UNITED STATES of America, Plaintiff-Appellee,v.John Arthur KELLER, Stanley Paul Kudish, Defendants-Appellants.

Nos. 87-3077, 87-3078.

United States Court of Appeals, Ninth Circuit.

Argued and Submitted Aug. 1, 1988.Decided Aug. 29, 1988.

Before KOELSCH, ALARCON and BEEZER, Circuit Judges.


MEMORANDUM* 

John Arthur Keller was convicted of distribution of cocaine, conspiracy, and use of a telephone to facilitate the conspiracy. Stanley Paul Kudish entered a conditional plea of guilty to distribution of cocaine. They appeal on grounds that they should have received a hearing on their motion to suppress evidence from wire and oral intercepts, that the government did not show such intercepts were necessary, and that certain conversations were inadmissible hearsay. We affirm.
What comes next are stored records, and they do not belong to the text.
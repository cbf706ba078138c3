//! Shared domain types.
//!
//! These types are intentionally kept lightweight and serializable so they can be:
//!
//! - used in-memory by the filter/aggregate pipeline
//! - exported to JSON/CSV
//! - rendered by the TUI and the text report

use std::collections::BTreeSet;
use std::fmt;

use chrono::NaiveDate;
use serde::{Deserialize, Serialize};

pub const STATUS_ORDERED: &str = "Ordered";
pub const STATUS_REJECTED: &str = "Rejected";
pub const STATUS_ADDED_TO_CART: &str = "Added to cart";

/// Calendar week key of the form `CW05`.
///
/// Ordering is lexicographic on the label, which matches numeric order only
/// within a single year.
#[derive(Debug, Clone, PartialEq, Eq, PartialOrd, Ord, Hash, Serialize, Deserialize)]
#[serde(transparent)]
pub struct WeekLabel(String);

impl WeekLabel {
    pub fn from_week(week: u32) -> Self {
        Self(format!("CW{week:02}"))
    }

    pub fn as_str(&self) -> &str {
        &self.0
    }
}

impl fmt::Display for WeekLabel {
    fn fmt(&self, f: &mut fmt::Formatter<'_>) -> fmt::Result {
        f.write_str(&self.0)
    }
}

/// One row of the merged deals table.
#[derive(Debug, Clone, PartialEq)]
pub struct DealRecord {
    /// Opaque product identifier; only counted, never looked up.
    pub asin: String,
    pub status: String,
    pub date: NaiveDate,
    /// Assigned by the loader from the sheet the row came from.
    pub contributor: String,
    pub week_label: WeekLabel,
}

/// One row of the purchase log.
#[derive(Debug, Clone, PartialEq)]
pub struct PurchaseRecord {
    pub order_date: NaiveDate,
    /// Cost cell as written in the sheet, trimmed; blank when absent.
    ///
    /// Normalized only once the row falls inside the purchase window, so junk
    /// in historical rows never fails a load.
    pub total_cost: String,
    /// 1-based sheet line, for error messages.
    pub line: usize,
    /// Calendar year of `order_date`.
    pub year: i32,
    /// ISO week of `order_date`.
    pub week: u32,
    pub week_label: WeekLabel,
}

/// Which deals the caller wants to see.
///
/// An empty set on either side selects nothing.
#[derive(Debug, Clone, Default, PartialEq, Eq)]
pub struct FilterSelection {
    pub statuses: BTreeSet<String>,
    pub contributors: BTreeSet<String>,
}

impl FilterSelection {
    pub fn new<S, C>(statuses: S, contributors: C) -> Self
    where
        S: IntoIterator,
        S::Item: Into<String>,
        C: IntoIterator,
        C::Item: Into<String>,
    {
        Self {
            statuses: statuses.into_iter().map(Into::into).collect(),
            contributors: contributors.into_iter().map(Into::into).collect(),
        }
    }

    /// Everything observed in `deals` (the widget default).
    pub fn all(deals: &[DealRecord]) -> Self {
        Self {
            statuses: deals.iter().map(|d| d.status.clone()).collect(),
            contributors: deals.iter().map(|d| d.contributor.clone()).collect(),
        }
    }
}

/// Single-year purchase window: `year == self.year && week >= self.min_week`.
#[derive(Debug, Clone, Copy, PartialEq, Eq, Serialize, Deserialize)]
pub struct PurchaseWindow {
    pub year: i32,
    pub min_week: u32,
}

impl Default for PurchaseWindow {
    fn default() -> Self {
        Self {
            year: 2023,
            min_week: 5,
        }
    }
}

/// Status buckets for the filtered deals. `hold` is the residual bucket.
#[derive(Debug, Clone, Copy, Default, PartialEq, Eq, Serialize, Deserialize)]
pub struct StatusCounts {
    pub total: usize,
    pub ordered: usize,
    pub rejected: usize,
    pub cart: usize,
    pub hold: usize,
}

/// One bar of a weekly series.
#[derive(Debug, Clone, PartialEq, Serialize, Deserialize)]
pub struct WeeklyPoint<T> {
    pub week: WeekLabel,
    pub value: T,
}

/// Everything the presentation layer needs for one filter selection.
#[derive(Debug, Clone, PartialEq, Serialize, Deserialize)]
pub struct AggregateSnapshot {
    pub counts: StatusCounts,
    /// `None` when the selection is empty.
    pub success_rate: Option<u32>,
    pub weekly_deals: Vec<WeeklyPoint<usize>>,
    pub weekly_spend: Vec<WeeklyPoint<f64>>,
}

/// Run settings as understood by the pipeline, derived from CLI flags.
#[derive(Debug, Clone)]
pub struct DashboardConfig {
    /// `None` means every observed status.
    pub statuses: Option<Vec<String>>,
    /// `None` means every observed contributor.
    pub contributors: Option<Vec<String>>,
    pub window: PurchaseWindow,
    pub fetch_timeout: std::time::Duration,
    pub cache_ttl: Option<std::time::Duration>,
}

impl DashboardConfig {
    /// Resolve the configured filters against the loaded deals.
    pub fn selection(&self, deals: &[DealRecord]) -> FilterSelection {
        let all = FilterSelection::all(deals);
        FilterSelection {
            statuses: match &self.statuses {
                Some(v) => v.iter().cloned().collect(),
                None => all.statuses,
            },
            contributors: match &self.contributors {
                Some(v) => v.iter().cloned().collect(),
                None => all.contributors,
            },
        }
    }
}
* After Judge Rothstein agreed that appellants could have a hearing on their motion to suppress, Judge McGovern replaced her. He required appellants to make a showing that would warrant a hearing. Counsel submitted materials, and Judge McGovern declined to hold a hearing. We review the decision whether to hold an evidentiary hearing for abuse of discretion. See United States v. Walczak, 783 F.2d 852, 857 (9th Cir. 1986) (motion to suppress).
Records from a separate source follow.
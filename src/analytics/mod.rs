//! Filtering and aggregation over the loaded tables.
//!
//! Responsibilities:
//!
//! - restrict deals to a status/contributor selection
//! - restrict purchases to the reporting window
//! - compute status counters, success rate and the weekly series

pub mod aggregate;
pub mod filter;

pub use aggregate::*;
pub use filter::*;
Judge McGovern's decision was not abuse of discretion. Appellants had failed to apprise him of the earlier arrangement providing for a hearing. In any event, appellants demonstrate no prejudice from the requirement that they make a showing. The materials they submitted did not show that a hearing, including examination of government agents, would add to the information Judge McGovern already had considered. Facts bearing on the validity of the electronic surveillance were not at issue, see id.; appellants failed to support their claim that the affidavit underlying the government's request harbored material misrepresentations and omissions. Indeed, in their brief appellants accept that the government agent was "forthright" as to crucial elements of the affidavit.

II

To meet the necessity requirement set out in 18 U.S.C. § 2518(1) (c), the government's request for electronic surveillance must include:

[A] full and complete statement as to whether or not other investigative procedures have been tried and failed or why they reasonably appear to be unlikely to succeed if tried or to be too dangerous.

Although we review de novo whether the government submitted a "full and complete statement" in accordance with section 2518(1) (c), we review for abuse of discretion a district court's conclusion that electronic surveillance was necessary. United States v. Brown, 761 F.2d 1272, 1275 (9th Cir. 1985).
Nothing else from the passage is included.